A list containing the following components:
result
a data.frame with three columns: the first shows the minor allele frequency of controls; the second shows the minor allele freqeuncy of cases; the third shows the p-value. Each row stands for a SNP.
parameters
a character vector indicating the values of the parameters a and b (and b2, b3 if model.maf=TRUE) in the linear regression and and the times of iteration.

Details

R and R.alt contain the read counts for the major allele and the alternative allele respectively and are required to have the same dimension.

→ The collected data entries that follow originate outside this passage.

use ratatui::{style::Style, text::Span};

use crate::{
    app::{AppState, FilterField, ListMode, Section},
    ui::theme::Theme,
};

/// A keyboard hint: the key and what it does.
#[derive(Debug, Clone, Copy, PartialEq, Eq)]
pub struct KeyHint {
    pub key: &'static str,
    pub action: &'static str,
}

const fn hint(key: &'static str, action: &'static str) -> KeyHint {
    KeyHint { key, action }
}

pub fn hints_to_spans(hints: &[KeyHint], theme: &Theme) -> Vec<Span<'static>> {
    let mut spans = Vec::new();

    for (i, hint) in hints.iter().enumerate() {
        if i > 0 {
            spans.push(Span::raw("  "));
        }
        spans.push(Span::styled(hint.key, Style::default().fg(theme.accent)));
        spans.push(Span::raw(format!(" {}", hint.action)));
    }

    spans
}

pub fn hint_separator(theme: &Theme) -> Span<'static> {
    Span::styled("  │  ", Style::default().fg(theme.border))
}

const FORM: [KeyHint; 3] = [
    hint("Tab", "next"),
    hint("Enter", "save"),
    hint("Esc", "cancel"),
];

const CONFIRM: [KeyHint; 2] = [hint("y", "delete"), hint("any", "keep")];

/// Hints for whatever currently has the keyboard.
pub fn context_hints(state: &AppState) -> Vec<KeyHint> {
    match state.section {
        Section::Expenses => match state.expenses.mode {
            ListMode::List => vec![
                hint("a", "add"),
                hint("e", "edit"),
                hint("d", "delete"),
                hint("/", "filter"),
                hint("c", "clear"),
                hint("g", "chart"),
                hint("r", "refresh"),
            ],
            ListMode::Filter => {
                let mut hints = vec![hint("Tab", "next")];
                if state.expenses.filter_focus == FilterField::Category {
                    hints.push(hint("↑↓", "pick"));
                }
                hints.push(hint("Esc", "done"));
                hints
            }
            ListMode::Form => FORM.to_vec(),
            ListMode::ConfirmDelete => CONFIRM.to_vec(),
        },
        Section::Budgets => match state.budgets.mode {
            ListMode::List | ListMode::Filter => vec![
                hint("a", "add"),
                hint("e", "edit"),
                hint("d", "delete"),
                hint("r", "refresh"),
            ],
            ListMode::Form => {
                let mut hints = FORM.to_vec();
                hints.insert(1, hint("↑↓", "category"));
                hints
            }
            ListMode::ConfirmDelete => CONFIRM.to_vec(),
        },
    }
}

/// Shortcuts that work from any list.
pub fn global_hints() -> Vec<KeyHint> {
    vec![hint("Tab", "section"), hint("l", "logout"), hint("q", "quit")]
}
pub mod card;
pub mod charts;
pub mod hints;
pub mod money;
pub mod tabs;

The extra-binomial model defined: E(R/N)=p, Var(R/N)=p(1-p)(a/n+b/N) when N=R+R.alt

We denote: W=1/(a/n+b/N), which may be interpreted as the adjusted depth of pool j for SNP i. Given the expected quantities: E(r2)=1/W=a/n+b/N, the parameters a and b can be estimated by linear regression of r2 on 1/N, giving a/n as the intercept and b as the slope. If model.maf=TRUE, W=1/(a/n+b/N+b2*p+b3*p^2) and two additional parameters (b2 and b3) are estimated. This regression is carried out using generalized linear model (GLM) by first adopting Gaussian errors to estimate a relatively good start value of a and b, and then using these start values to do GLM with gamma errors and identity link because both a and b are positive. Since the estimated allele frequency p depends on a and b, the calculations are carried out iteratively.

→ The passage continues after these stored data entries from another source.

use ratatui::{
    Frame,
    layout::{Constraint, Direction, Layout, Rect},
    style::Style,
    text::Span,
    widgets::{Block, BorderType, Borders, Clear, Widget},
};

use crate::ui::theme::Theme;

/// Rounded panel used by every section and popup.
pub struct Card<'a> {
    title: &'a str,
    theme: &'a Theme,
    focused: bool,
}

impl<'a> Card<'a> {
    pub fn new(title: &'a str, theme: &'a Theme) -> Self {
        Self {
            title,
            theme,
            focused: false,
        }
    }

    /// Accent border while the panel takes input.
    pub fn focused(mut self, focused: bool) -> Self {
        self.focused = focused;
        self
    }

    pub fn block(&self) -> Block<'a> {
        let border_color = if self.focused {
            self.theme.accent
        } else {
            self.theme.border
        };

        Block::default()
            .title(Span::styled(
                format!(" {} ", self.title),
                Style::default().fg(self.theme.accent),
            ))
            .borders(Borders::ALL)
            .border_type(BorderType::Rounded)
            .border_style(Style::default().fg(border_color))
    }

    pub fn inner(&self, area: Rect) -> Rect {
        self.block().inner(area)
    }

    pub fn render_frame(&self, frame: &mut Frame<'_>, area: Rect) {
        frame.render_widget(self.block(), area);
    }

    pub fn render_with<W: Widget>(&self, frame: &mut Frame<'_>, area: Rect, content: W) {
        let inner = self.inner(area);
        frame.render_widget(self.block(), area);
        frame.render_widget(content, inner);
    }

    /// Clears a centered box of the given size and draws the card on it,
    /// returning the inner area.
    pub fn render_popup(&self, frame: &mut Frame<'_>, area: Rect, width: u16, height: u16) -> Rect {
        let popup = centered_box(width, height, area);
        frame.render_widget(Clear, popup);
        self.render_frame(frame, popup);
        self.inner(popup)
    }
}

pub fn centered_box(width: u16, height: u16, area: Rect) -> Rect {
    let vertical = Layout::default()
        .direction(Direction::Vertical)
        .constraints([
            Constraint::Min(0),
            Constraint::Length(height),
            Constraint::Min(0),
        ])
        .split(area);

    let horizontal = Layout::default()
        .direction(Direction::Horizontal)
        .constraints([
            Constraint::Min(0),
            Constraint::Length(width),
            Constraint::Min(0),
        ])
        .split(vertical[1]);

    horizontal[1]
}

A chi-square test is performed on a 2*2 table using the weighted allele counts to calculate the p-value.

References

Yang et al. "Extra-binomial variation approach for analysis of pooled DNA sequencing data", under review.

Examples

Run this code
R<-matrix(c(1409,1530,1490,1630,924,998,1000,1012),nrow=2,ncol=4,byrow=TRUE)
R.alt<-matrix(c(170,210,192,209,13,14,30,38),nrow=2,ncol=4,byrow=TRUE)
cc<-c(0,0,1,1)
n=96
exbio(R, R.alt, cc, n, max.it = 100, digits=3)
##=> p.value = 9.91e-01 for SNP1 and 4.01e-11 for SNP2,
##so association for SNP2 is established, but not for SNP1.